Blade Runner 2049 feels like a movie ass movie. It breathes its grimey neon wasteland but it’s all borrowed imagery used in service of a story that spends a lot of time going nowhere. It’s Blade Runner, yes, using its corpse for a robot threesome. It’s motherhood represented in giant sex statues in a radioactive desert surrounding a hive of bees, a woman getting stabbed in the womb while her creator kisses her dying corpse because why not. It’s a movie that is so deeply hooked on its own bioessentialism that it builds a story on the dessicated remains of the series female lead, and tries to convince us that the most efficient way to create Replicants would be through “natural” reproduction.
Any goodwill this movie may have was lost in its gargantuan run time and its blank faced hero. Ryan Gosling is a deeply creepy performer to me, the kind of guy who looks like he might have a collection of womens toenails buried in a closet, and attempting to find him compelling for 2 and a half hours is virtually impossible.
I know I’m supposed to hate Robert Pattinson’s sociopathic creep. I know that he’s supposed to be repulsive. I know that Good Time is gross and repulsive for 99 straight minutes cause like life is raw and gritty and repulsive. I know that the movie is making a point about how all of the people in it who seem to get the short end of the stick are African American or immigrants while our lead seems to get away with everything. But I haven’t come closer to walking out of a movie than when his character tried to fuck a 13 year old. And I still wish I had.
The Killing of a Sacred Deer
Getting mad at The Killing of a Sacred Deer feels like being mad about television in another dimension. The movie has consistent acting performances from known performers and is shot well, it’s just off.

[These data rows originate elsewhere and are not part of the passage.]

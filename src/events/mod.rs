//! # Broker Events
//!
//! Advisory events published by the broker and the watcher that turns them into
//! queue attachments.

pub mod advisory;
pub mod watcher;

pub use advisory::{
    AdvisoryEvent, ConnectionCreatedEvent, ConsumerCreatedEvent, DestinationCreatedEvent,
    ProducerCreatedEvent,
};
pub use watcher::{DestinationWatcher, WatcherStats};
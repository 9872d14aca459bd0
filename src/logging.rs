//! # Structured Logging Module
//!
//! Environment-aware structured logging for the stubber. Console output is
//! human-readable by default and switches to JSON lines with `STUBBER_LOG_FORMAT=json`.

use std::sync::OnceLock;

use chrono::Utc;
use tracing_subscriber::{fmt, layer::SubscriberExt, util::SubscriberInitExt, EnvFilter, Layer};

static LOGGER_INITIALIZED: OnceLock<()> = OnceLock::new();

/// Initialize structured logging with environment-specific configuration
pub fn init_structured_logging() {
    LOGGER_INITIALIZED.get_or_init(|| {
        let environment = get_environment();
        let filter = std::env::var("STUBBER_LOG").unwrap_or_else(|_| get_log_level(&environment));
        let json = use_json_format();

        let layer = if json {
            fmt::layer()
                .with_target(true)
                .with_thread_ids(true)
                .json()
                .with_filter(EnvFilter::new(&filter))
                .boxed()
        } else {
            fmt::layer()
                .with_target(true)
                .with_thread_ids(true)
                .with_ansi(true)
                .with_filter(EnvFilter::new(&filter))
                .boxed()
        };

        // Another subscriber (a test harness, the host application) may already be set
        if tracing_subscriber::registry().with(layer).try_init().is_err() {
            tracing::debug!("Global tracing subscriber already initialized - continuing with existing subscriber");
        }

        tracing::info!(
            environment = %environment,
            filter = %filter,
            json = json,
            "Structured logging initialized"
        );
    });
}

/// Get current environment from environment variables
fn get_environment() -> String {
    std::env::var("STUBBER_ENV")
        .or_else(|_| std::env::var("APP_ENV"))
        .unwrap_or_else(|_| "development".to_string())
}

/// Get log level based on environment
fn get_log_level(environment: &str) -> String {
    match environment {
        "production" => "info".to_string(),
        _ => "debug".to_string(),
    }
}

fn use_json_format() -> bool {
    std::env::var("STUBBER_LOG_FORMAT").is_ok_and(|format| format.eq_ignore_ascii_case("json"))
}

/// Log structured data for one message dispatch
pub fn log_dispatch_operation(
    queue_name: &str,
    message_id: Option<&str>,
    handlers: usize,
    failures: usize,
    duration_ms: u64,
) {
    tracing::info!(
        queue_name = %queue_name,
        message_id = message_id,
        handlers = handlers,
        failures = failures,
        duration_ms = duration_ms,
        timestamp = %Utc::now().to_rfc3339(),
        "DISPATCH_OPERATION"
    );
}

/// Log structured data for queue attachment
pub fn log_attachment_operation(queue_name: &str, status: &str, details: Option<&str>) {
    tracing::info!(
        queue_name = %queue_name,
        status = %status,
        details = details,
        timestamp = %Utc::now().to_rfc3339(),
        "ATTACHMENT_OPERATION"
    );
}

/// Log error with full context
pub fn log_error(component: &str, operation: &str, error: &str, context: Option<&str>) {
    tracing::error!(
        component = %component,
        operation = %operation,
        error = %error,
        context = context,
        timestamp = %Utc::now().to_rfc3339(),
        "ERROR"
    );
}
//! # Dispatch Engine
//!
//! Runs the handler chain for every message a stubbed queue receives.
//!
//! ## Chain
//!
//! `common handlers ++ queue handlers ++ terminal handler`, executed in that order on a
//! fresh [`HandlerSession`] per message. A handler that fails, by error or by panic, is
//! reported and the chain moves on to the next one. The session is closed once the
//! whole chain has run.
//!
//! Dispatches share no state beyond the statistics counters, so messages on the same
//! queue or on different queues can be dispatched concurrently.

use std::panic::AssertUnwindSafe;
use std::sync::atomic::{AtomicU64, Ordering};
use std::sync::Arc;
use std::time::Instant;

use async_trait::async_trait;
use futures::FutureExt;
use serde::Serialize;
use tracing::{debug, error, warn};

use crate::broker::{Connection, MessageListener};
use crate::error::HandlerError;
use crate::handler::{HandlerSession, MessageHandler, ResendToOriginHandler};
use crate::logging::{log_dispatch_operation, log_error};
use crate::messaging::errors::BrokerResult;
use crate::messaging::message::Message;

/// A handler that did not complete during a dispatch
#[derive(Debug, Clone, PartialEq, Eq, Serialize)]
pub struct HandlerFailure {
    /// Position in the chain, common handlers first
    pub index: usize,
    pub handler: String,
    pub error: String,
}

/// Outcome of dispatching one message
#[derive(Debug, Clone, PartialEq, Eq, Serialize)]
pub struct DispatchReport {
    pub queue_name: String,
    pub message_id: Option<String>,
    pub handlers_run: usize,
    pub failures: Vec<HandlerFailure>,
}

impl DispatchReport {
    pub fn is_clean(&self) -> bool {
        self.failures.is_empty()
    }
}

/// Counters across every dispatch the engine has run
#[derive(Debug, Clone, Copy, Default, PartialEq, Eq, Serialize)]
pub struct DispatchStats {
    pub messages_dispatched: u64,
    pub handler_failures: u64,
    /// Dispatches dropped because no session could be opened
    pub dispatches_abandoned: u64,
}

#[derive(Debug, Default)]
struct DispatchCounters {
    messages_dispatched: AtomicU64,
    handler_failures: AtomicU64,
    dispatches_abandoned: AtomicU64,
}

/// Executes handler chains on behalf of every attached queue
pub struct DispatchEngine {
    connection: Arc<dyn Connection>,
    common_handlers: Vec<Arc<dyn MessageHandler>>,
    terminal: Arc<dyn MessageHandler>,
    counters: DispatchCounters,
}

impl std::fmt::Debug for DispatchEngine {
    fn fmt(&self, f: &mut std::fmt::Formatter<'_>) -> std::fmt::Result {
        f.debug_struct("DispatchEngine")
            .field("connection_id", &self.connection.connection_id())
            .field(
                "common_handlers",
                &self.common_handlers.iter().map(|h| h.name()).collect::<Vec<_>>(),
            )
            .field("terminal", &self.terminal.name())
            .finish()
    }
}

impl DispatchEngine {
    /// Engine that ends every chain with [`ResendToOriginHandler`]
    pub fn new(
        connection: Arc<dyn Connection>,
        common_handlers: Vec<Arc<dyn MessageHandler>>,
    ) -> Self {
        Self {
            connection,
            common_handlers,
            terminal: Arc::new(ResendToOriginHandler::new()),
            counters: DispatchCounters::default(),
        }
    }

    /// Replace the terminal handler
    #[must_use]
    pub fn with_terminal(mut self, terminal: Arc<dyn MessageHandler>) -> Self {
        self.terminal = terminal;
        self
    }

    /// The effective chain for a queue
    pub fn build_chain(
        &self,
        queue_handlers: &[Arc<dyn MessageHandler>],
    ) -> Vec<Arc<dyn MessageHandler>> {
        self.common_handlers
            .iter()
            .chain(queue_handlers.iter())
            .chain(std::iter::once(&self.terminal))
            .cloned()
            .collect()
    }

    /// Run the chain for one message.
    ///
    /// Handler failures are collected in the report. Only a failure to open the
    /// per-dispatch session is returned as an error.
    pub async fn dispatch(
        &self,
        queue_name: &str,
        queue_handlers: &[Arc<dyn MessageHandler>],
        message: &Message,
    ) -> BrokerResult<DispatchReport> {
        let started = Instant::now();

        let session = match HandlerSession::open(Arc::clone(&self.connection)).await {
            Ok(session) => session,
            Err(e) => {
                self.counters
                    .dispatches_abandoned
                    .fetch_add(1, Ordering::Relaxed);
                log_error(
                    "dispatch",
                    "open_session",
                    &e.to_string(),
                    Some(queue_name),
                );
                return Err(e);
            }
        };

        let chain = self.build_chain(queue_handlers);
        let mut failures = Vec::new();

        for (index, handler) in chain.iter().enumerate() {
            debug!(
                queue_name = %queue_name,
                handler = %handler.name(),
                index = index,
                "Invoking handler"
            );

            let outcome = AssertUnwindSafe(handler.handle(&session, message))
                .catch_unwind()
                .await;

            let failure = match outcome {
                Ok(Ok(())) => None,
                Ok(Err(e)) => Some(e),
                Err(panic) => Some(HandlerError::panicked(panic_message(panic.as_ref()))),
            };

            if let Some(e) = failure {
                error!(
                    queue_name = %queue_name,
                    message_id = ?message.message_id(),
                    handler = %handler.name(),
                    index = index,
                    error = %e,
                    "Handler failed"
                );
                failures.push(HandlerFailure {
                    index,
                    handler: handler.name().to_string(),
                    error: e.to_string(),
                });
            }
        }

        if let Err(e) = session.close().await {
            warn!(queue_name = %queue_name, error = %e, "Failed to close handler session");
        }

        self.counters
            .messages_dispatched
            .fetch_add(1, Ordering::Relaxed);
        self.counters
            .handler_failures
            .fetch_add(failures.len() as u64, Ordering::Relaxed);

        log_dispatch_operation(
            queue_name,
            message.message_id(),
            chain.len(),
            failures.len(),
            started.elapsed().as_millis() as u64,
        );

        Ok(DispatchReport {
            queue_name: queue_name.to_string(),
            message_id: message.message_id().map(str::to_string),
            handlers_run: chain.len(),
            failures,
        })
    }

    pub fn stats(&self) -> DispatchStats {
        DispatchStats {
            messages_dispatched: self.counters.messages_dispatched.load(Ordering::Relaxed),
            handler_failures: self.counters.handler_failures.load(Ordering::Relaxed),
            dispatches_abandoned: self.counters.dispatches_abandoned.load(Ordering::Relaxed),
        }
    }
}

fn panic_message(panic: &(dyn std::any::Any + Send)) -> String {
    if let Some(s) = panic.downcast_ref::<&str>() {
        (*s).to_string()
    } else if let Some(s) = panic.downcast_ref::<String>() {
        s.clone()
    } else {
        "Unknown panic".to_string()
    }
}

/// Listener bound to one queue's stub consumer
pub struct QueueDispatchListener {
    queue_name: String,
    handlers: Vec<Arc<dyn MessageHandler>>,
    engine: Arc<DispatchEngine>,
}

impl QueueDispatchListener {
    pub fn new(
        queue_name: impl Into<String>,
        handlers: Vec<Arc<dyn MessageHandler>>,
        engine: Arc<DispatchEngine>,
    ) -> Self {
        Self {
            queue_name: queue_name.into(),
            handlers,
            engine,
        }
    }

    pub fn queue_name(&self) -> &str {
        &self.queue_name
    }
}

#[async_trait]
impl MessageListener for QueueDispatchListener {
    async fn on_message(&self, message: Message) {
        // session failures are already logged by the engine
        let _ = self
            .engine
            .dispatch(&self.queue_name, &self.handlers, &message)
            .await;
    }
}
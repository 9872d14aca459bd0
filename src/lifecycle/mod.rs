//! # Lifecycle
//!
//! [`Stubber`] connects to the broker, attaches queues and tears everything down again;
//! [`StubberState`] tracks where it is in that cycle.

pub mod states;
pub mod stubber;

pub use states::StubberState;
pub use stubber::Stubber;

The entire movie feels like Colin Farrell is performing under duress from a man slightly off camera with a loaded gun. He is a man held hostage, under the looming threat of robotic dialogue and singularly vapid conversations about watch bands. This movie is exceedingly tedious, cold white hallways and discussions of a young girls menstruation punctuated by, well, nothing.
Perhaps the movies most egregious act is that by forming a relationship between the antagonist Martin and Colin Farrell’s newly menstruating daughter (no really they mention it so many times), they turn an act of near Biblical revenge into its own form of sexual violence, perpetrated in a world where women seem to exclusively deal with men through shitty sex deals.